# Proving $(A \implies B) \land (\lnot A \implies C)~,~~ (A \implies \lnot B) \land (\lnot A \implies C) \vdash C$?

Just to let you know - This is an assignment, so I wouldn't like a full answer, just some hints. :)

I am required to prove the following:

$$(A \implies B) \land (\lnot A \implies C)~,~~ (A \implies \lnot B) \land (\lnot A \implies C) \ \vdash \ C$$

I am allowed to use any semantic or syntactic methods, except truth tables (i.e. equivalences and the rules of inference, primitive and derived).
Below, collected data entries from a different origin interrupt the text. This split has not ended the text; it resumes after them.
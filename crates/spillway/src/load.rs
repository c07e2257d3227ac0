//! Bulk load of the source CSV into the staging table.

use sluice_core::error::WarehouseError;
use sluice_core::warehouse::{Statement, StatementKind, TableName, Warehouse, quote_string};
use tracing::info;

use crate::config::LoadConfig;

/// Replaces the staging table with the contents of one CSV object.
///
/// The schema is auto-detected on every load and the table is fully
/// overwritten, so re-running a load is idempotent.
#[derive(Debug, Clone)]
pub struct BulkLoader {
    source_uri: String,
    config: LoadConfig,
}

impl BulkLoader {
    pub fn new(source_uri: impl Into<String>, config: LoadConfig) -> Self {
        Self {
            source_uri: source_uri.into(),
            config,
        }
    }

    pub fn staging_table(&self) -> &TableName {
        &self.config.staging_table
    }

    /// The `LOAD DATA OVERWRITE` statement for this load.
    pub fn statement(&self) -> Statement {
        let sql = format!(
            "LOAD DATA OVERWRITE {table}\nFROM FILES (\n  format = 'CSV',\n  uris = [{uri}],\n  \
             skip_leading_rows = {skip},\n  field_delimiter = {delimiter},\n  \
             allow_jagged_rows = {jagged},\n  ignore_unknown_values = {ignore}\n)",
            table = self.config.staging_table.quoted(),
            uri = quote_string(&self.source_uri),
            skip = self.config.skip_leading_rows,
            delimiter = quote_string(&self.config.field_delimiter),
            jagged = self.config.allow_jagged_rows,
            ignore = self.config.ignore_unknown_values,
        );
        Statement::new(StatementKind::Load, sql)
    }

    /// Run the load to completion.
    pub async fn load(&self, warehouse: &dyn Warehouse) -> Result<(), WarehouseError> {
        warehouse.execute(&self.statement()).await?;
        info!(
            table = %self.config.staging_table,
            "Loaded {} into staging table", self.source_uri
        );
        Ok(())
    }
}

#[cfg(test)]
mod tests {
    use super::*;

    fn config() -> LoadConfig {
        serde_yaml::from_str("staging_table: proj.staging_data.global_data").unwrap()
    }

    #[test]
    fn test_statement() {
        let loader = BulkLoader::new(
            "gs://data-engineering/uploads/global_health_data_2025-04-27.csv",
            config(),
        );
        let statement = loader.statement();

        assert_eq!(statement.kind, StatementKind::Load);
        assert_eq!(
            statement.sql,
            "LOAD DATA OVERWRITE `proj.staging_data.global_data`\n\
             FROM FILES (\n  \
             format = 'CSV',\n  \
             uris = ['gs://data-engineering/uploads/global_health_data_2025-04-27.csv'],\n  \
             skip_leading_rows = 1,\n  \
             field_delimiter = ',',\n  \
             allow_jagged_rows = true,\n  \
             ignore_unknown_values = true\n\
             )"
        );
    }

    #[test]
    fn test_statement_has_no_column_list() {
        let sql = BulkLoader::new("gs://b/f.csv", config()).statement().sql;
        assert!(!sql.contains("global_data` ("));
    }

    #[test]
    fn test_uri_is_quoted() {
        let sql = BulkLoader::new("gs://b/it's.csv", config()).statement().sql;
        assert!(sql.contains(r"uris = ['gs://b/it\'s.csv']"));
    }
}
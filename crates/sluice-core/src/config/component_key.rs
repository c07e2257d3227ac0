//! Identifier for configured components.
//!
//! Specialised as `WatchKey` in sluice and `WorkflowKey` in spillway.

use serde::{Deserialize, Serialize};
use std::fmt;

/// Identifier for a watch directory or workflow in a config file.
///
/// Keys come from the YAML map keys, so they are unique within a merged config.
#[derive(Debug, Clone, Eq, Hash, PartialEq, Ord, PartialOrd, Serialize, Deserialize)]
#[serde(transparent)]
pub struct ComponentKey(String);

impl ComponentKey {
    /// Create a new component key from any string-like value.
    pub fn new(id: impl Into<String>) -> Self {
        Self(id.into())
    }

    /// Get the underlying identifier string.
    pub fn id(&self) -> &str {
        &self.0
    }
}

impl fmt::Display for ComponentKey {
    fn fmt(&self, f: &mut fmt::Formatter<'_>) -> fmt::Result {
        write!(f, "{}", self.0)
    }
}

impl AsRef<str> for ComponentKey {
    fn as_ref(&self) -> &str {
        &self.0
    }
}

/// Declare a newtype key wrapping `ComponentKey`.
///
/// ```
/// sluice_core::component_key!(
///     /// Identifier for a report.
///     ReportKey
/// );
///
/// let key = ReportKey::new("daily");
/// assert_eq!(key.id(), "daily");
/// assert_eq!(key.to_string(), "daily");
/// ```
#[macro_export]
macro_rules! component_key {
    ($(#[$meta:meta])* $name:ident) => {
        $(#[$meta])*
        #[derive(
            Debug, Clone, Eq, Hash, PartialEq, Ord, PartialOrd,
            ::serde::Serialize, ::serde::Deserialize,
        )]
        #[serde(transparent)]
        pub struct $name($crate::config::ComponentKey);

        impl $name {
            /// Create a new key from any string-like value.
            pub fn new(id: impl Into<String>) -> Self {
                Self($crate::config::ComponentKey::new(id))
            }

            /// Get the underlying identifier string.
            pub fn id(&self) -> &str {
                self.0.id()
            }
        }

        impl ::std::fmt::Display for $name {
            fn fmt(&self, f: &mut ::std::fmt::Formatter<'_>) -> ::std::fmt::Result {
                ::std::fmt::Display::fmt(&self.0, f)
            }
        }
    };
}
I produced the following, however, I am not too sure if it is a correct/most efficient way of proving the above.

1. (A→ B) ∧ (¬A → C)         (given)
2. (A→ ¬B) ∧ (¬A → C)        (given)
3. A→ B                      (1, ∧ E)
4. A→ ¬B                     (2, ∧ E)
5. ¬A → C                    (1, ∧ E)
6. ¬A → B                    (4, dilemma)
7. A                     (3, assume)
8. B                     (3, → E)
9. ¬B                    (4, → E)
10. ¬A                   (RRA)
11. C


Can anyone help me out a little?

• I think noting that premise 1 and 2 give $A \to (B\land \lnot B)$, and conclude that we have $\lnot A$ from there (which is what you have done) is the best solution. Commented Dec 18, 2015 at 11:43
• thank you for your reply! Would you say that number 6 necessary if I'm using an assumption? Commented Dec 18, 2015 at 11:52

Assuming your allowed rules from what you've produced. You would want to use $\neg A\rightarrow C$ (too) and use the "dilemma" rule to get $\neg C\rightarrow A$.

So you've already found $\neg A$ and by assuming $\neg C$ you can prove $A$ too and by "RAA" you conclude $C$.

• Ah, that's great, thank you do much! That's really helpful :) Commented Dec 18, 2015 at 12:05

Well, it might be a matter of taste but I don't like the "assume" part given it is unnecessary. From 'A implies B' and 'A implies not B' you get by contraposition 'not B implies not A' and 'B implies not A'. The last two premises allow for 'not A'. (No matter what 'not A') Together with 'not A implies C' you get 'C'.(MP)

As already noticed by Arthur in its comment, there is a "simpler" way to prove this without using the dilemma rule. I formalized its argument in natural deduction:

It is worth noting that this derivation does not need the rule RAA and hence it is also intuitionistically valid, not only classically.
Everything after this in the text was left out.